In a few days, a new year will be upon us. And after the disaster of 2020, and the nearly-as-bad 2021, we can all hope for a much better 2022.
We might wish for a return to normal, but that is a bit too optimistic. Maybe we can be satisfied with several steps toward normal.
There is a long list of the things that need to be rolled back to where they used to be. We have seen how crime, destruction and death have risen since foolish ideas like defunding or reimagining the police were put into place in some cities.
Another mistake is destroying our history instead of learning about it and learning from it. And, the so-called cancel culture that attacks people with the goal to destroy them for no better reason than that they don’t agree with them about something is irrational.
But a very important way to fight off these destructive ideas is to rebuild our culture through an emphasis on marriage and the traditional family, as well as how we educate our children. Much of the damage to our culture can be traced to these areas.
The devolution of the family is something that started years before the pandemic came along, and has continued to devolve during it. It is something that desperately needs to be reborn.
Those of us who were fortunate enough to have been brought up in one of those traditional families understand just how important they were, and are.
Marriage and the traditional family are bedrocks of a stable society, and were a critical part of what made America the world-leading nation it became. Today, we see that the traditional family and its stable rules of the road have fallen by the way-side, and that has had a serious negative impact on our culture and our lives.

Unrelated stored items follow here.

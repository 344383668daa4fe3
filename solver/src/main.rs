mod cli;

use clap::Parser;
use eyre::Result;
use log::{debug, info};

use cli::{Args, Command as CliCommand};
use solver::arena::Arena;
use solver::config::Config;
use solver::exploration::image_recognition::ImageRecognitionExploration;
use solver::exploration::{Exploration, ExplorationHost};
use solver::geometry::{Direction, GOAL_POINT, Movement, Point, START_POINT};
use solver::logging::Logger;
use solver::robot::Robot;
use solver::{mapfile, planner, wire};

#[tokio::main]
#[macros::with_node]
async fn main() -> Result<()> {
    let args = Args::parse();
    Logger::init(args.verbosity);

    let config = Config::default();
    config.validate().map_err(|error| eyre::eyre!(error))?;

    let mut arena = load_arena(&args)?;
    let mut robot = Robot::new(START_POINT, Direction::East, config.robot_speed);
    let mut host = ConsoleHost::new(args.delay);

    match args.command {
        CliCommand::Explore => {
            info!("running exploration to completion");
            let mut engine = Exploration::new(&config);
            engine.run(&mut arena, &mut robot, &mut host)?;
            report_coverage(&engine, &arena);
        }
        CliCommand::ImageRecognition => {
            info!("running image-recognition exploration to completion");
            let mut engine = ImageRecognitionExploration::new(&config);
            engine.run(&mut arena, &mut robot, &mut host)?;
        }
        CliCommand::FastestPath { waypoint_x, waypoint_y } => {
            let waypoint = wire::from_external(waypoint_x, waypoint_y);
            info!("planning fastest path through waypoint {waypoint:?}");
            run_fastest_path(&config, &arena, &mut robot, waypoint)?;
        }
    }

    let (p1, p2) = arena.encode_mdf();
    info!("final MDF: {p1} {p2}");

    Ok(())
}

fn load_arena(args: &Args) -> Result<Arena> {
    if let Some(path) = &args.map {
        debug!("loading map file {path:?}");
        Ok(mapfile::load(path)?)
    } else if args.generate {
        debug!("generating the canned sample arena");
        Ok(Arena::sample())
    } else {
        debug!("starting from an empty arena");
        Ok(Arena::new())
    }
}

fn run_fastest_path(config: &Config, arena: &Arena, robot: &mut Robot, waypoint: Point) -> Result<()> {
    let grid = arena.planning_grid(false);
    let path = planner::plan(&grid, robot.pose.point, robot.pose.direction, Some(waypoint), GOAL_POINT)?;
    let movements = planner::path_to_movements(&path);
    let consolidated = planner::consolidate_movements(&movements);
    let chunks = planner::split_into_chunks(&consolidated, config.motion_chunk_char_budget);

    info!("{}", wire::motion_burst_header());
    for chunk in &chunks {
        info!("{}", wire::format_motion(chunk));
    }

    for movement in movements {
        robot.step(movement);
    }
    Ok(())
}

fn report_coverage(engine: &Exploration<'_>, arena: &Arena) {
    info!("final coverage: {:.1}%", engine.coverage(arena) * 100.0);
}

/// A simulation host for local CLI runs: sensor readings are fabricated
/// against the same arena the engine is updating (ground truth and
/// belief map coincide in this mode), and moves are paced by `--delay`.
struct ConsoleHost {
    delay: std::time::Duration,
}

impl ConsoleHost {
    fn new(delay_ms: u64) -> Self {
        Self {
            delay: std::time::Duration::from_millis(delay_ms),
        }
    }
}

impl ExplorationHost for ConsoleHost {
    fn report_move(&mut self, movement: Movement, point: Point, facing: Direction) {
        debug!("{movement:?} -> {point:?} facing {facing:?}");
        if !self.delay.is_zero() {
            std::thread::sleep(self.delay);
        }
    }

    fn report_cell_explored(&mut self, _point: Point) {}

    fn request_sensors(&mut self, robot: &Robot, arena: &Arena) -> Vec<Option<i32>> {
        robot
            .sensors
            .iter()
            .map(|sensor| robot.simulate_sensor(sensor, arena))
            .collect()
    }

    fn request_photo(&mut self, obstacle: Point, face: Direction) {
        info!("{}", wire::format_photo_request(obstacle));
        let _ = face;
    }

    fn request_calibration(&mut self) {
        debug!("calibration requested");
    }
}
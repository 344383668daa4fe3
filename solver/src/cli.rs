use std::path::PathBuf;

use clap::{Parser, Subcommand};
use log::LevelFilter;

#[derive(Parser, Debug)]
#[command(name = "mdp-maze-robot")]
#[command(about = "Maze-robot exploration and fastest-path control loop")]
pub struct Args {
    /// Sets the logger's verbosity level
    #[arg(short, long, value_name = "VERBOSITY", default_value_t = LevelFilter::Info)]
    pub verbosity: LevelFilter,

    /// Stored map file to load at boot (`P1|P2` MDF line); omit to start
    /// from an empty arena.
    #[arg(long)]
    pub map: Option<PathBuf>,

    /// Start from the canned sample obstacle layout instead of an empty
    /// arena or a loaded map file.
    #[arg(short, long)]
    pub generate: bool,

    /// Delay between simulated moves in milliseconds (0 = no delay).
    #[arg(short, long, default_value_t = 0)]
    pub delay: u64,

    #[command(subcommand)]
    pub command: Command,
}

#[derive(Subcommand, Debug)]
pub enum Command {
    /// Run the right-hug exploration engine to full coverage.
    Explore,

    /// Run the image-recognition exploration variant (explore plus
    /// per-obstacle face photography).
    ImageRecognition,

    /// Run a standalone fastest-path plan against a waypoint and print
    /// the resulting motion payload.
    FastestPath {
        /// Waypoint x coordinate, external frame.
        waypoint_x: i32,
        /// Waypoint y coordinate, external frame.
        waypoint_y: i32,
    },
}
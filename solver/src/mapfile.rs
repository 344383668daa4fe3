//! Loading a canned arena from disk, per spec.md §6's map file format:
//! a single line `P1|P2` of the two MDF strings, read once at boot.

use std::path::Path;

use crate::arena::Arena;
use crate::error::{CoreError, CoreResult};

/// Parses a map file's contents (already read into memory).
pub fn parse(contents: &str) -> CoreResult<Arena> {
    let line = contents
        .lines()
        .find(|line| !line.trim().is_empty())
        .ok_or_else(|| CoreError::Validation("map file is empty".into()))?;

    let (p1, p2) = line
        .split_once('|')
        .ok_or_else(|| CoreError::Validation(format!("map file line missing `|` separator: {line:?}")))?;

    Arena::decode_mdf(p1.trim(), p2.trim())
        .map_err(|error| CoreError::Validation(format!("malformed map file MDF: {error}")))
}

/// Loads and parses a map file from disk. A missing path is not an error
/// at the call site (the map file is optional, per spec.md §6); callers
/// should fall back to [`Arena::new`] themselves when this returns an
/// `Err` from a missing file.
pub fn load(path: &Path) -> CoreResult<Arena> {
    let contents = std::fs::read_to_string(path)
        .map_err(|error| CoreError::Validation(format!("could not read map file {path:?}: {error}")))?;
    parse(&contents)
}

#[cfg(test)]
mod tests {
    use super::*;

    #[test]
    fn round_trips_through_encode_and_parse() {
        let arena = Arena::new();
        let (p1, p2) = arena.encode_mdf();
        let line = format!("{p1}|{p2}\n");
        let parsed = parse(&line).unwrap();
        assert_eq!(parsed.encode_mdf(), (p1, p2));
    }

    #[test]
    fn rejects_a_line_without_a_separator() {
        assert!(parse("not-a-valid-map-line").is_err());
    }

    #[test]
    fn rejects_an_empty_file() {
        assert!(parse("\n\n").is_err());
    }
}
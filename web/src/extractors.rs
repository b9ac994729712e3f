//! Custom Axum extractors.
//!
//! - [`CurrentActor`]: the acting user, from headers set by the
//!   authentication layer in front of this service
//! - [`CorrelationId`]: the request correlation id
//!
//! # Examples
//!
//! ```ignore
//! async fn handler(
//!     CurrentActor(actor): CurrentActor,
//!     correlation_id: CorrelationId,
//! ) -> Result<Json<Response>, AppError> {
//!     tracing::info!(correlation_id = %correlation_id.0, actor = %actor.code, "Processing request");
//!     Ok(Json(response))
//! }
//! ```

use axum::{async_trait, extract::FromRequestParts, http::request::Parts};
use tripdesk_core::types::{Actor, Role};
use uuid::Uuid;

use crate::error::AppError;
use crate::middleware::CORRELATION_ID_HEADER;

/// Header carrying the acting user's code.
pub const ACTOR_CODE_HEADER: &str = "X-Actor-Code";

/// Header carrying the acting user's role (`customer`, `tc` or `admin`).
pub const ACTOR_ROLE_HEADER: &str = "X-Actor-Role";

/// The acting user.
///
/// Rejects with 401 when either header is missing, blank or carries an
/// unknown role.
#[derive(Debug, Clone, PartialEq, Eq)]
pub struct CurrentActor(pub Actor);

#[async_trait]
impl<S> FromRequestParts<S> for CurrentActor
where
    S: Send + Sync,
{
    type Rejection = AppError;

    async fn from_request_parts(parts: &mut Parts, _state: &S) -> Result<Self, Self::Rejection> {
        let header = |name: &str| {
            parts
                .headers
                .get(name)
                .and_then(|v| v.to_str().ok())
                .map(str::trim)
                .filter(|v| !v.is_empty())
        };

        let code = header(ACTOR_CODE_HEADER)
            .ok_or_else(|| AppError::unauthorized(format!("missing {ACTOR_CODE_HEADER}")))?;
        let role = header(ACTOR_ROLE_HEADER)
            .ok_or_else(|| AppError::unauthorized(format!("missing {ACTOR_ROLE_HEADER}")))?;
        let role = Role::parse(&role.to_ascii_lowercase())
            .ok_or_else(|| AppError::unauthorized(format!("unknown role {role}")))?;

        Ok(Self(Actor::new(code, role)))
    }
}

/// Correlation ID for request tracing.
///
/// Taken from the request extensions when the correlation middleware ran,
/// otherwise from the `X-Correlation-ID` header, otherwise a fresh UUID v4.
#[derive(Debug, Clone, Copy, PartialEq, Eq)]
pub struct CorrelationId(pub Uuid);

#[async_trait]
impl<S> FromRequestParts<S> for CorrelationId
where
    S: Send + Sync,
{
    type Rejection = std::convert::Infallible;

    async fn from_request_parts(parts: &mut Parts, _state: &S) -> Result<Self, Self::Rejection> {
        if let Some(id) = parts.extensions.get::<Self>() {
            return Ok(*id);
        }

        let correlation_id = parts
            .headers
            .get(CORRELATION_ID_HEADER)
            .and_then(|v| v.to_str().ok())
            .and_then(|s| Uuid::parse_str(s).ok())
            .unwrap_or_else(Uuid::new_v4);

        Ok(Self(correlation_id))
    }
}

In 1960, 73 percent of children lived in a two-parent household with parents in their first marriage, another 14 percent lived with two parents who had remarried, and only 9 percent lived in a single-parent home, a Pew Research Center study tells us.
Through the years, those statistics showing 87 percent of children living in a two-parent home have taken a beating. In 2014, only 46 percent of children lived in a two-parent, first-marriage household, 15 percent were in a two-parent re-married family, and 26 percent were in a single-parent household. Things have not improved over the last seven years.
In the 60s, Pew’s study said, “babies typically arrived within a marriage, today fully four-in-ten births occur to women who are single or living with a non-marital partner.” And then there are the millions of babies who were conceived, but never born because of abortion.
The traditional family put children in a stable setting in which most learned valuable life lessons. That stability occurs far less today. That does not mean that today’s parents do not love and take good care of their children. It simply means that the benefits of the traditional family are available to fewer children today.
And whatever the situation is for children and their parents, education from elementary grades through high school and college have changed, too. And not for the better.
In many elementary and secondary schools, tried and true methods of learning how to read, write and do arithmetic have been done away with. Some schools have done away with GPAs and class rankings. And some colleges have abandoned ACT and SAT requirements to enter their institutions.
Many schools today underhandedly push Critical Race Theory on their students, teaching them that, depending upon their skin color, they are either an oppressor or are oppressed.
Some advocate the idea that math, as traditionally taught, is racist. And, believe it or not, some are trying to encourage children suffering from gender dysphoria to go through the dangerous process of changing genders before they are even old enough to consider such decisions.
Some schools are trying to impose equality of outcomes on students — referred to as “equity” — instead of encouraging them to earn rewards through hard work. These efforts to treat everyone as if they are the same, as if everyone has the same level of skills in all areas, are destroying the idea of excellence.
If everyone is assumed to have the same abilities, if everyone’s’ strengths and weaknesses are hidden under a blanket of equity, people will never fully develop their strengths. How will our country be able to reach the high levels of performance needed to measure up to the rest of the world if, while other nations focus on achieving excellence, we focus on preventing it?
If we cannot achieve our highest possible level of performance, aggressive nations with negative intentions — like China, Russia and Iran — will gain control of the world, and we will be at their mercy.
America must refocus its attention on being the best it can be, which is what made it the best in the world.
By refocusing on those fundamental concepts that provide stability, like marriage and family, and an education system that is focused on helping every student achieve to their highest levels, we can begin to recover what has been lost.